── THE INPUT

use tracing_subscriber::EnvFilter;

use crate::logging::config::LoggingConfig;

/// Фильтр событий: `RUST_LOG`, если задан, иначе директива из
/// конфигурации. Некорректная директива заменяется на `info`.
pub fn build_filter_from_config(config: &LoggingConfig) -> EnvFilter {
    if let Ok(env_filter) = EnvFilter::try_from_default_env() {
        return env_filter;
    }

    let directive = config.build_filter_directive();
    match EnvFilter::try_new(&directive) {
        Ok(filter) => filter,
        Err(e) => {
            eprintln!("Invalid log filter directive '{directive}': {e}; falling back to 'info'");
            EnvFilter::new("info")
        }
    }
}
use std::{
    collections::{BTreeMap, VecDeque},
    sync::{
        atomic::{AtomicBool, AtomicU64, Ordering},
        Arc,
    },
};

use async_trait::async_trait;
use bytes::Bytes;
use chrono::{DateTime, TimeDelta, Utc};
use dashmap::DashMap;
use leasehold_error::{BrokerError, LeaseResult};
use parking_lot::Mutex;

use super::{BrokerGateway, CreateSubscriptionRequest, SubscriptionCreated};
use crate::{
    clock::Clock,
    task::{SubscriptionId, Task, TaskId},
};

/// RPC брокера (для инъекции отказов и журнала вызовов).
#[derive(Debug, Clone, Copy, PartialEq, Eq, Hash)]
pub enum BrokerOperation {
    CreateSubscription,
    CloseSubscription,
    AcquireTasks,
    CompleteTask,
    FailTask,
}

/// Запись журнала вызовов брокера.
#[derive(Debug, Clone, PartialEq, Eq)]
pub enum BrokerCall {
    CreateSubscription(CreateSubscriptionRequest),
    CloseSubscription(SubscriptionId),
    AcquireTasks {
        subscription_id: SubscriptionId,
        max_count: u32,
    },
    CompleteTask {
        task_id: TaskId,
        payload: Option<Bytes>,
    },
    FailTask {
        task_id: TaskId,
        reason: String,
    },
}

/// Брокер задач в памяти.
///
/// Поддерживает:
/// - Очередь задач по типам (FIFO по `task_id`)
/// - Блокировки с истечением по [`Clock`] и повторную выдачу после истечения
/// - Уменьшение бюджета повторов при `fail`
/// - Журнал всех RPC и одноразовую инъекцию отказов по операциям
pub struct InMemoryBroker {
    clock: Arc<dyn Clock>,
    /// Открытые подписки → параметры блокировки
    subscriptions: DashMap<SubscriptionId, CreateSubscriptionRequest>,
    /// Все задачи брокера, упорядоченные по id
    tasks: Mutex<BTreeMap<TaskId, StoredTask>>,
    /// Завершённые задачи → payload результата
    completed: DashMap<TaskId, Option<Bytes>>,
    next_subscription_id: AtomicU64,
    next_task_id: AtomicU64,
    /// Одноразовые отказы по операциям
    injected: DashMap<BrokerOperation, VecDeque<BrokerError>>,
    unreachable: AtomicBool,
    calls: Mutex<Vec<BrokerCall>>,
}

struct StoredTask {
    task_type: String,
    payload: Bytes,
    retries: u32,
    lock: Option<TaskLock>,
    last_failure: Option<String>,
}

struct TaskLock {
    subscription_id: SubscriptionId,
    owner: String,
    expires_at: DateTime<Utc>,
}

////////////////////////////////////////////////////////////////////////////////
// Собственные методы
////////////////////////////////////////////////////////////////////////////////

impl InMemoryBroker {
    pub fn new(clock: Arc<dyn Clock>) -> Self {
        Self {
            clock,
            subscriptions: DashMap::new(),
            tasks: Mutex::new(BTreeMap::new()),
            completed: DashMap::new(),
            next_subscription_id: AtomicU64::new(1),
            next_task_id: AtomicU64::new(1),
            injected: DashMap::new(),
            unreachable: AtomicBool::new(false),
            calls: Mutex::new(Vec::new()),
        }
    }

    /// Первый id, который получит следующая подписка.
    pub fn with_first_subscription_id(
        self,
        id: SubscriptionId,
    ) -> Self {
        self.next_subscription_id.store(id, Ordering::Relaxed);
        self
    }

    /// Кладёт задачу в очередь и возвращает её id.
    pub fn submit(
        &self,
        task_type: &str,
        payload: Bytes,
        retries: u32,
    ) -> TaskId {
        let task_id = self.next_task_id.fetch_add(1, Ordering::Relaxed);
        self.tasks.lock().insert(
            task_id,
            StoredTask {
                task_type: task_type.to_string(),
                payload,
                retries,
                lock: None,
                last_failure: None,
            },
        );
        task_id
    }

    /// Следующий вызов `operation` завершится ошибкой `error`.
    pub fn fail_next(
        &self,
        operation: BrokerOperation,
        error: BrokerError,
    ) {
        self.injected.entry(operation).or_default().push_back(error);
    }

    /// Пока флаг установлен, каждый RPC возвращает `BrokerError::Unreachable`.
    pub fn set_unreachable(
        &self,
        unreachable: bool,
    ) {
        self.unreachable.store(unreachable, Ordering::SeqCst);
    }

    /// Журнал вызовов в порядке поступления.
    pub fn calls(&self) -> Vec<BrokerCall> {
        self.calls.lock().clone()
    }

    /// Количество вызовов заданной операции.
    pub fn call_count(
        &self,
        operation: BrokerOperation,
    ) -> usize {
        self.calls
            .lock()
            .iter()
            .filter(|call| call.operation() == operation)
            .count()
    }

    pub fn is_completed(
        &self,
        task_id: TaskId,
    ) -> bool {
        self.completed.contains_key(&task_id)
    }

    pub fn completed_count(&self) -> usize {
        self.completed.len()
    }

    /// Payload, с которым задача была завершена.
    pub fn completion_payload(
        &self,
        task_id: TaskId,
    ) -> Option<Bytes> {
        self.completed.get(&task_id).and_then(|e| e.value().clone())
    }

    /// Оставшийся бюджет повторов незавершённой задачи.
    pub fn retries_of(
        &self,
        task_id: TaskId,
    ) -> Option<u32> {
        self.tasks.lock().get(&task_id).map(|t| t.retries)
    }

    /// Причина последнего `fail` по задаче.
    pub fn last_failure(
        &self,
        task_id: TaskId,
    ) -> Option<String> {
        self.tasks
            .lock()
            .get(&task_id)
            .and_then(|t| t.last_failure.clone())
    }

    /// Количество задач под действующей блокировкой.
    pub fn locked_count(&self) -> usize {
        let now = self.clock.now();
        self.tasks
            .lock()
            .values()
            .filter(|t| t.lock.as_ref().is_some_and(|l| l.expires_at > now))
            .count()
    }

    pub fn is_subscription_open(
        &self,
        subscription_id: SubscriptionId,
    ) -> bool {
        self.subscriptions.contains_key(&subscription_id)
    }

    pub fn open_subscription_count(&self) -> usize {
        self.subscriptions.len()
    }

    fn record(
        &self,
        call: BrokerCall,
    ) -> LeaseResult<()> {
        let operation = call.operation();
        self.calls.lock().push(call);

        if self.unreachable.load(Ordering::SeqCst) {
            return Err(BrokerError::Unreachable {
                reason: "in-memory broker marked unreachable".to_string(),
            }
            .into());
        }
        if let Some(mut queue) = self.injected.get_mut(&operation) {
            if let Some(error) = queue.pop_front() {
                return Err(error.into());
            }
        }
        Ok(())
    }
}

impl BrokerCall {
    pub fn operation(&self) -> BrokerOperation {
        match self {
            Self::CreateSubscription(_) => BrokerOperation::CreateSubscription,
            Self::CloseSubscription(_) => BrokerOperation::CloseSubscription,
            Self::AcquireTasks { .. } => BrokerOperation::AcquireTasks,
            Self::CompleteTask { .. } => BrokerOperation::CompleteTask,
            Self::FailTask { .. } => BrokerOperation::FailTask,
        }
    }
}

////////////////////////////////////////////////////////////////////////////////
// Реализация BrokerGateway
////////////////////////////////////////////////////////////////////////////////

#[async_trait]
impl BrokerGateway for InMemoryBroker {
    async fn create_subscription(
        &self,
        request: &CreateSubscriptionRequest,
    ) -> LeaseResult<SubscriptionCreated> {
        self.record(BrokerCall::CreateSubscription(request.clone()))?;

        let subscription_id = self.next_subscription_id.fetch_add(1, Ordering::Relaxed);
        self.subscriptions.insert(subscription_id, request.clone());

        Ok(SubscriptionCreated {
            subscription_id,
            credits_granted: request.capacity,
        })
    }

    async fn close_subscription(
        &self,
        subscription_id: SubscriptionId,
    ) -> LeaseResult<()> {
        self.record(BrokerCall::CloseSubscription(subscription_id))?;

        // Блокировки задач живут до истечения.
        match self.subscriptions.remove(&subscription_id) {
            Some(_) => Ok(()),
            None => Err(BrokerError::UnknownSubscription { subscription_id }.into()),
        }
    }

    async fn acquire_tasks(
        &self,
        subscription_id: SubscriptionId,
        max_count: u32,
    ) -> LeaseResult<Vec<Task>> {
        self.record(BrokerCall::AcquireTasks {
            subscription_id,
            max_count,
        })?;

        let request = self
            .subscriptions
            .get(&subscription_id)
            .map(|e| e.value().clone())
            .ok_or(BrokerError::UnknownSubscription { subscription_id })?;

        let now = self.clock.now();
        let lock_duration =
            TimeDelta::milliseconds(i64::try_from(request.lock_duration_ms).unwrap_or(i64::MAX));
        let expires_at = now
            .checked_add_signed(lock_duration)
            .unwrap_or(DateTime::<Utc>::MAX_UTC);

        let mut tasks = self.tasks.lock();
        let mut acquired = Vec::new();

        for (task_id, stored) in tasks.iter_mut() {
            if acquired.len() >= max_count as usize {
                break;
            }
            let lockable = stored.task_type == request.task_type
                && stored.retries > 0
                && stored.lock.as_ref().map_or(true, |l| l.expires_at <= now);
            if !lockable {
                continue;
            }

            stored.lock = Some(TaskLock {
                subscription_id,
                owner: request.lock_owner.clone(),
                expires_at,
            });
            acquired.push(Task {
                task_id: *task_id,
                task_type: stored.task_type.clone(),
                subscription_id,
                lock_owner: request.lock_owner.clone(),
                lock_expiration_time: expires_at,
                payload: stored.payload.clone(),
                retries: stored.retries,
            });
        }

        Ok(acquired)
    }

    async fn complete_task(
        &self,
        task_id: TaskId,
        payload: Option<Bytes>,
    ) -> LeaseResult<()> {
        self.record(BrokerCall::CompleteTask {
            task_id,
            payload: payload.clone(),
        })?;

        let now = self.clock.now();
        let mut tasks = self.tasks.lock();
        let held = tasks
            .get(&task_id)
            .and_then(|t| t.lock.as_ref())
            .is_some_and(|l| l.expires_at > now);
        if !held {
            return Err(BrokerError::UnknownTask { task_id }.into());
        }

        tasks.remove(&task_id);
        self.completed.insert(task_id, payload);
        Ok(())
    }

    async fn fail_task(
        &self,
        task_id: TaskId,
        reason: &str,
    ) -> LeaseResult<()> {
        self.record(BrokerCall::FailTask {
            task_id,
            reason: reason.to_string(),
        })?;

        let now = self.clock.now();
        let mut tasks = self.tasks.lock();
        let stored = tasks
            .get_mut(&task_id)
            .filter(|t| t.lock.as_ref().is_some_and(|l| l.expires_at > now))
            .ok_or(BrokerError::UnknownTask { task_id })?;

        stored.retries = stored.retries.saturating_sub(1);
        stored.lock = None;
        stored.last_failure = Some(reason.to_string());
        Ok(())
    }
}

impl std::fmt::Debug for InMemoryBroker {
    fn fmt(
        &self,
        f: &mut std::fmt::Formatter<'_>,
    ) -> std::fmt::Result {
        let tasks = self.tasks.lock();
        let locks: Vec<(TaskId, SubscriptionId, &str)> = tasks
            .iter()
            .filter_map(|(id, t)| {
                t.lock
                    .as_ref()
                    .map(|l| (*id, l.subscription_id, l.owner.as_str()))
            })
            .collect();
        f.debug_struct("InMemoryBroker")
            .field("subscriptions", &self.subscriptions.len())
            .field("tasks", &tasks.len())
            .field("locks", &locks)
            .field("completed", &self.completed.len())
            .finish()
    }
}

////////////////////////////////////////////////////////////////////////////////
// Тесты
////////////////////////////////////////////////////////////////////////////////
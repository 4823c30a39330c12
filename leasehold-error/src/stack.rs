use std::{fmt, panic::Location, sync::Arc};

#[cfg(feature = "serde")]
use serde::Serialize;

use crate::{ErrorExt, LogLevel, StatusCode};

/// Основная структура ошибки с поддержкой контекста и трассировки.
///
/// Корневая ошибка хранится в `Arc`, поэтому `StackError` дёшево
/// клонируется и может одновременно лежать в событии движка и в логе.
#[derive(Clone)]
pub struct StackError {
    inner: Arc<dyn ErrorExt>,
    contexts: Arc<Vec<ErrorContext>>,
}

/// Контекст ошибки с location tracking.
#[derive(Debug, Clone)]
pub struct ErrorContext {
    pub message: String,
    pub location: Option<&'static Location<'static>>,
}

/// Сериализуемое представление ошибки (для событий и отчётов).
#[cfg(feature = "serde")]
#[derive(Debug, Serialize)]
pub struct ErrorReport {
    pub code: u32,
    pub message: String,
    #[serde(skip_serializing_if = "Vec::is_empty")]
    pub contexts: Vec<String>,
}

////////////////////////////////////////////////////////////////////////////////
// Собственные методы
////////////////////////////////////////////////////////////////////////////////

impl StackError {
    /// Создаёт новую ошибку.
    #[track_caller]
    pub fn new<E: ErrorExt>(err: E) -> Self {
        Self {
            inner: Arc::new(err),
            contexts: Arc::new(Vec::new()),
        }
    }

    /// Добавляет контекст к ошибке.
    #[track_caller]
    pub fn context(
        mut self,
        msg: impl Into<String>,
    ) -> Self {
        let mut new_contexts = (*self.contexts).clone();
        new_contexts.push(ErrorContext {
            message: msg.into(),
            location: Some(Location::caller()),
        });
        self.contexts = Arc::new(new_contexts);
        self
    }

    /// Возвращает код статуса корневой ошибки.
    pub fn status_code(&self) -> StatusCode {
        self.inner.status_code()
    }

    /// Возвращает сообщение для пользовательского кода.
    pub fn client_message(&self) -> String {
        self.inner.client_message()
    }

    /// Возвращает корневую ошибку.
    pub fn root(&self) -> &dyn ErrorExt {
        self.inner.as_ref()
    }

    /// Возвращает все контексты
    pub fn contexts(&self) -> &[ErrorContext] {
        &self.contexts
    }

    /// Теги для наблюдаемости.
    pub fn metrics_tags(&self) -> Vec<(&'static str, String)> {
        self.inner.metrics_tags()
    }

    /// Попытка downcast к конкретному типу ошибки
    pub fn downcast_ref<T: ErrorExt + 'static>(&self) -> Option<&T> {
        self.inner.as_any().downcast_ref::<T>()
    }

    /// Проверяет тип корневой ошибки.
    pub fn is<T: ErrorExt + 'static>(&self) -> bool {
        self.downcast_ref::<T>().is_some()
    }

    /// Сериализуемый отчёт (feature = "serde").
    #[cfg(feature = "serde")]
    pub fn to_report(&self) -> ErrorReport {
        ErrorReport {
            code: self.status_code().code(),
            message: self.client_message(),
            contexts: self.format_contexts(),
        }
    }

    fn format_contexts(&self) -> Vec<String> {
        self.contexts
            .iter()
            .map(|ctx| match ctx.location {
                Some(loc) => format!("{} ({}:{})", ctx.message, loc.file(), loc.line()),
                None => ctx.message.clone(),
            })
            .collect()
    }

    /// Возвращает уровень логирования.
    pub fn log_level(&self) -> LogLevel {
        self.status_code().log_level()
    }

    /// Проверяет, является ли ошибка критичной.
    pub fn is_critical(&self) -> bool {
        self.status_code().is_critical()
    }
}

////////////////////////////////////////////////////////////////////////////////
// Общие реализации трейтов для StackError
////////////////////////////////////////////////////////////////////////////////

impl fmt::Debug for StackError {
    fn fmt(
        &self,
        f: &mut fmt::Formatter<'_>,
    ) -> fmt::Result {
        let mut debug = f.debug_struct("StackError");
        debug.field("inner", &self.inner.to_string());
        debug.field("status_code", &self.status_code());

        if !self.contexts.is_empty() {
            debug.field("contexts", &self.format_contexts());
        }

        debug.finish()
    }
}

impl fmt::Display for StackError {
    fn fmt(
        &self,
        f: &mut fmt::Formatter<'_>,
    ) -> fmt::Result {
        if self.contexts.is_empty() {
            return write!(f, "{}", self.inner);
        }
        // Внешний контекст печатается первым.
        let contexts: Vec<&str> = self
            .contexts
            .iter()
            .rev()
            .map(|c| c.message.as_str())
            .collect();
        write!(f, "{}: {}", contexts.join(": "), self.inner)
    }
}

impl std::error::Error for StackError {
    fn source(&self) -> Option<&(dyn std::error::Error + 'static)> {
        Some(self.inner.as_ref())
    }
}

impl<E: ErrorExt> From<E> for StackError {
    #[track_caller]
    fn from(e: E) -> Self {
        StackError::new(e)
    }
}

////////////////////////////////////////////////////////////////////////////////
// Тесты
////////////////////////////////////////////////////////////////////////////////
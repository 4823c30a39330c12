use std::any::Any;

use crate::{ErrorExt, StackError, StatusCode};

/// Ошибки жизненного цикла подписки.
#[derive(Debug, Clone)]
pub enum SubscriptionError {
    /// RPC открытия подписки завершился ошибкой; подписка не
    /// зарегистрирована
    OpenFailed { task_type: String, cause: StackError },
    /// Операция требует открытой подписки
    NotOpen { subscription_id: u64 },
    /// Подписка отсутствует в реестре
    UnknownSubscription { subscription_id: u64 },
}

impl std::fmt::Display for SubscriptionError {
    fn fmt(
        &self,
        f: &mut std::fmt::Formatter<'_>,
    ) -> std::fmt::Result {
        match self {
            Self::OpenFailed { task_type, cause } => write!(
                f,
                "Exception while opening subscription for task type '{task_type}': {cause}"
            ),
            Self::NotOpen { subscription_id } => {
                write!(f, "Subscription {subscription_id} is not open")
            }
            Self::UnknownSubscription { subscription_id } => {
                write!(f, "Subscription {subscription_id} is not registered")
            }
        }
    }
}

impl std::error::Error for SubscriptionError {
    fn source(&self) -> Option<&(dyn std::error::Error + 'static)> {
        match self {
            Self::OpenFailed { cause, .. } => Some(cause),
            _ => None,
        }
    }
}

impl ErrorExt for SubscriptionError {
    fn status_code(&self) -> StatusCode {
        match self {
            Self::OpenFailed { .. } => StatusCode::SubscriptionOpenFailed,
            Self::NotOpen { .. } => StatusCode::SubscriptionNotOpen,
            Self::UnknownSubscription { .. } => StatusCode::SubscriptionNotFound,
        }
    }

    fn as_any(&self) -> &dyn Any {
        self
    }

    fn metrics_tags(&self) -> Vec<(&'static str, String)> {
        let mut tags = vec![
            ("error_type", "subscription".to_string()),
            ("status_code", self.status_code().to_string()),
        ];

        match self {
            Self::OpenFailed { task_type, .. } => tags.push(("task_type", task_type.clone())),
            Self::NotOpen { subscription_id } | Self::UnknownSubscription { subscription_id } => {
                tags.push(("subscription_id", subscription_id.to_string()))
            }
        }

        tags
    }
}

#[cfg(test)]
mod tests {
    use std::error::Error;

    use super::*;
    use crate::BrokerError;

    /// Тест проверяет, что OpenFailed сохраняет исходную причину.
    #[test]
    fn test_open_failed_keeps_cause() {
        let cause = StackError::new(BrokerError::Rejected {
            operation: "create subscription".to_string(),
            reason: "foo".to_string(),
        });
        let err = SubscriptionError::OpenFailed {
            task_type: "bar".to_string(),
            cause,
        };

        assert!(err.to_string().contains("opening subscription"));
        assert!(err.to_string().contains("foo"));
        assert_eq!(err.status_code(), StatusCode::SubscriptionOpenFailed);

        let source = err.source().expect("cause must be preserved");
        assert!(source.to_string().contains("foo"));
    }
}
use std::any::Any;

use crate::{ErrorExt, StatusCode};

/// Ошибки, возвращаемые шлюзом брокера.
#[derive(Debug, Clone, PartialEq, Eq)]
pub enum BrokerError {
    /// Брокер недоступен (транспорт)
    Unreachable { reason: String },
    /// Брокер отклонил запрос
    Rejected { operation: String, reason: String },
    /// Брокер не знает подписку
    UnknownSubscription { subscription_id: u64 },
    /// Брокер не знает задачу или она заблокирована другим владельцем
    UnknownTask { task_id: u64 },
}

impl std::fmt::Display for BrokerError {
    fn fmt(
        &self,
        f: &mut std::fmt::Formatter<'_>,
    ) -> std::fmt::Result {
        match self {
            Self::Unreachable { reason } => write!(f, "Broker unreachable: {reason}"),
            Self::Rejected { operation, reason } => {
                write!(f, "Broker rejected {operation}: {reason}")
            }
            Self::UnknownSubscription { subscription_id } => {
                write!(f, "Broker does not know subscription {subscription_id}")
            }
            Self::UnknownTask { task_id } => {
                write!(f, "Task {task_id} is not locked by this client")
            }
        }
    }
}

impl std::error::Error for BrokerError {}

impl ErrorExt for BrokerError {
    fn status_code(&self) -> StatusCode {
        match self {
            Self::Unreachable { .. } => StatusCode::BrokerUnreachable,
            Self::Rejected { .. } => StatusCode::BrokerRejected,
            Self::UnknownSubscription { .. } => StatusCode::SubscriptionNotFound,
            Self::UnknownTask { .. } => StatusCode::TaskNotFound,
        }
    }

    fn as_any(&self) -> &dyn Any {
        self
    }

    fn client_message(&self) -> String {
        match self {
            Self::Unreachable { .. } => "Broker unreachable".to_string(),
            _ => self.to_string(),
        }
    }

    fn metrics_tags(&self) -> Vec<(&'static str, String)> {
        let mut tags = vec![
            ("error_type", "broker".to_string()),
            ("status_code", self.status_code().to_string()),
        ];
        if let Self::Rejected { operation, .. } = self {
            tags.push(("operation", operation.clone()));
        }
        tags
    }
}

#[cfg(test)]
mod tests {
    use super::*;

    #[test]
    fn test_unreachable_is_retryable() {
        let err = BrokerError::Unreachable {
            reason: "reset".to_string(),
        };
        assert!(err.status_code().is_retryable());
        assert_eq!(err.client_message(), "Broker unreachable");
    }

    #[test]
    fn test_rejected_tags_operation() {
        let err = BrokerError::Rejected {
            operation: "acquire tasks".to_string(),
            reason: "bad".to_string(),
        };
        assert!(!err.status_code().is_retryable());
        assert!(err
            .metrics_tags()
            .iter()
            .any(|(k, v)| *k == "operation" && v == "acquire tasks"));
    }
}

────

Where a line of the entries contains the word "opening", copy that line.

                "Exception while opening subscription for task type '{task_type}': {cause}"
        assert!(err.to_string().contains("opening subscription"));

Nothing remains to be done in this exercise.